WHAT IS NEEDED: Look at every line below and count those containing "paths". Answer with the number only.

━━━ LISTED RECORDS

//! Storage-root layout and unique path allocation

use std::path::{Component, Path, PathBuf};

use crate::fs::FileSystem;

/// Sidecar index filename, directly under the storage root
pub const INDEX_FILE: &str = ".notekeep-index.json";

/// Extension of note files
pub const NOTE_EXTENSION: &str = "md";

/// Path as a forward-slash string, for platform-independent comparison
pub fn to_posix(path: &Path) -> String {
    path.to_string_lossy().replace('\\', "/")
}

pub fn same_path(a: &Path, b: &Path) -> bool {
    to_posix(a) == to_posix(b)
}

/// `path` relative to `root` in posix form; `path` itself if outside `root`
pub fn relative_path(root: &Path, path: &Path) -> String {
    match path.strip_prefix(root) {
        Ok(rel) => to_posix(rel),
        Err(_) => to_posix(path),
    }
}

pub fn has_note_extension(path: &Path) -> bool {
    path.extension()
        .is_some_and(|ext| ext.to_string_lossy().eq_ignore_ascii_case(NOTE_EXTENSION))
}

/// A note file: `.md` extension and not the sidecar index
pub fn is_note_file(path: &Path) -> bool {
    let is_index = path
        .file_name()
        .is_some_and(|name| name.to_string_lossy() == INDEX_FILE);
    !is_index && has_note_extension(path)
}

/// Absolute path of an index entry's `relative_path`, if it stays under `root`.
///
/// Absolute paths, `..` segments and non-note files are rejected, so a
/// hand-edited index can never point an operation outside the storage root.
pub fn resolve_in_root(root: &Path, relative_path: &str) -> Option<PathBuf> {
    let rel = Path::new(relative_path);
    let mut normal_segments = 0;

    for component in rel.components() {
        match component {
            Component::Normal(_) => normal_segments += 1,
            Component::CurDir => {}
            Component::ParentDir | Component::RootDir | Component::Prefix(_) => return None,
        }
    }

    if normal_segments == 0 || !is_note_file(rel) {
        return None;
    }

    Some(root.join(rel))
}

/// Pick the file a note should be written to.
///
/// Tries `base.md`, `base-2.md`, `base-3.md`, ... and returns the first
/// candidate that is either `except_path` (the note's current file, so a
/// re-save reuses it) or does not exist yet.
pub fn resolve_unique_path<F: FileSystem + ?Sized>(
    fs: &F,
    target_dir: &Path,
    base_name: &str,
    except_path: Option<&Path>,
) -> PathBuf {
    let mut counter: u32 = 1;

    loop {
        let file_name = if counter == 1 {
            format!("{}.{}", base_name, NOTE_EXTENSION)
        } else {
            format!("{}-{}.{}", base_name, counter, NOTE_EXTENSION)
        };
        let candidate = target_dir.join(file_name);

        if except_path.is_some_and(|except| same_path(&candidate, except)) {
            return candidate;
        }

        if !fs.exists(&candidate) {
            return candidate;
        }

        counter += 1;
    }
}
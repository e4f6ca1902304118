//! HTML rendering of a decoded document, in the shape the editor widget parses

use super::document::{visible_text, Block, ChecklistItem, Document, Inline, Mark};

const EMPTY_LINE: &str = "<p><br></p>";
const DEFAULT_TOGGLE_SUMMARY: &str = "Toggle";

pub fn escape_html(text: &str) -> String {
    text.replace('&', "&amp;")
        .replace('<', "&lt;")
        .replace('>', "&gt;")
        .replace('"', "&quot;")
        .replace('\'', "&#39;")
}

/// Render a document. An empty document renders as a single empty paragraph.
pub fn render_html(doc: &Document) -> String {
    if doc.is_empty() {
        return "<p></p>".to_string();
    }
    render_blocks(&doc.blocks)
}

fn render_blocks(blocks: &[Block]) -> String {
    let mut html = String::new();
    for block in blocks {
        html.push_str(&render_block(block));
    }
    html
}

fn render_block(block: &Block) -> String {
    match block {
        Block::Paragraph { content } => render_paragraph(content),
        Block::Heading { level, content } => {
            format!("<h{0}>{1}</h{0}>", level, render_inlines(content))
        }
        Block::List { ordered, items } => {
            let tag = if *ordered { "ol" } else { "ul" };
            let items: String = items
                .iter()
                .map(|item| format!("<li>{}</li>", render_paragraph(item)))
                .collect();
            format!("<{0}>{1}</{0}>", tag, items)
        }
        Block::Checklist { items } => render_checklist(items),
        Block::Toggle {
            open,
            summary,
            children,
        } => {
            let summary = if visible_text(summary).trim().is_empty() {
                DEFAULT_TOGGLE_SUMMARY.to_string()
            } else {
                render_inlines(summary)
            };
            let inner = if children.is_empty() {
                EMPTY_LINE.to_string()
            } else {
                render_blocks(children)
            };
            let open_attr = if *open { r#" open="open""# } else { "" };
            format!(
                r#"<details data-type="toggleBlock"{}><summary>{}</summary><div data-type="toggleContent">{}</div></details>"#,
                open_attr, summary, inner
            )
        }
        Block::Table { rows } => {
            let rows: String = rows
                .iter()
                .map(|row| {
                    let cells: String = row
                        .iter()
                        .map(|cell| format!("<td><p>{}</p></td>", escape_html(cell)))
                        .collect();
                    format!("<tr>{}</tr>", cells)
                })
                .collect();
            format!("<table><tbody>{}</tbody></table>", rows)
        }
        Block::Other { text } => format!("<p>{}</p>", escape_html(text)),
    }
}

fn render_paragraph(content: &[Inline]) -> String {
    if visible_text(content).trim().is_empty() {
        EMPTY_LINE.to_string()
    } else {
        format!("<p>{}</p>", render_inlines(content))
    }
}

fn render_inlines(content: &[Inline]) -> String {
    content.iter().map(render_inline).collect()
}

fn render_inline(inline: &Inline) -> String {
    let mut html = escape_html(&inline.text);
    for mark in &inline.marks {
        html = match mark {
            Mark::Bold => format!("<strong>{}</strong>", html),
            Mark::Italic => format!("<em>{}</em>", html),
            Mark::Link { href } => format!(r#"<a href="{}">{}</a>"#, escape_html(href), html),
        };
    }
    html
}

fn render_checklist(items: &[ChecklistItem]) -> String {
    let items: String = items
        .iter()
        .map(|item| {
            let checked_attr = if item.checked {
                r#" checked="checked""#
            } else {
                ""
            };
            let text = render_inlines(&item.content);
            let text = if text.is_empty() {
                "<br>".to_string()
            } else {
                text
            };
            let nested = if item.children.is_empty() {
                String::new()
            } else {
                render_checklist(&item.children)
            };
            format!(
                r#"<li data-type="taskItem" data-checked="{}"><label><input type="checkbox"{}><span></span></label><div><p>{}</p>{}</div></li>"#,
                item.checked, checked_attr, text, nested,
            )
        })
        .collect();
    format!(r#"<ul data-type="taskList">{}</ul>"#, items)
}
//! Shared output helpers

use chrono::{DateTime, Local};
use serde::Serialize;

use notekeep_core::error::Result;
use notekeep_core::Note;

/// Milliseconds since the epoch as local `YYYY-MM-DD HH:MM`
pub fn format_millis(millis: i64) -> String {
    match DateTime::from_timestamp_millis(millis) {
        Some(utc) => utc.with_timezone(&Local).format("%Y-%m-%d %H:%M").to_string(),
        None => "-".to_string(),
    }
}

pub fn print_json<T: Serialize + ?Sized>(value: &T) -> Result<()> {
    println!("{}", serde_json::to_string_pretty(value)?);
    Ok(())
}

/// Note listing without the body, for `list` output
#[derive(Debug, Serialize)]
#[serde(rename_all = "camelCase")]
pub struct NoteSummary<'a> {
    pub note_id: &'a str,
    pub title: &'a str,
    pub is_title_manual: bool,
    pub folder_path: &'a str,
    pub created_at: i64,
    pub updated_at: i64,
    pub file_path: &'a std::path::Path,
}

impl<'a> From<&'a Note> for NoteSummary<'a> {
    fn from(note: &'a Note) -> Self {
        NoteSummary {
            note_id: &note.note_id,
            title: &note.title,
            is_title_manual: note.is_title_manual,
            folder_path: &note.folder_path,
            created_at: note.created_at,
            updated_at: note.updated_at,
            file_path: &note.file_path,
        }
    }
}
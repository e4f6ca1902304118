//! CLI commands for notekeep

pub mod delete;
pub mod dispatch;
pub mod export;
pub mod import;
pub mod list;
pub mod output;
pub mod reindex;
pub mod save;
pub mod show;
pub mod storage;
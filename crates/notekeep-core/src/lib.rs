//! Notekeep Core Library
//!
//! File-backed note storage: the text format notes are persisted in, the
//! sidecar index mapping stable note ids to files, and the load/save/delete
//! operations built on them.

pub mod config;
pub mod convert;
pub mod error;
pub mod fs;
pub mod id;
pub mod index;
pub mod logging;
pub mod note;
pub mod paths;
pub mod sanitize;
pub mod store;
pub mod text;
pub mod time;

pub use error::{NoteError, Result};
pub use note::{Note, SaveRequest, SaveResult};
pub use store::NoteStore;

━━━━━━

FINISHED TASK: 2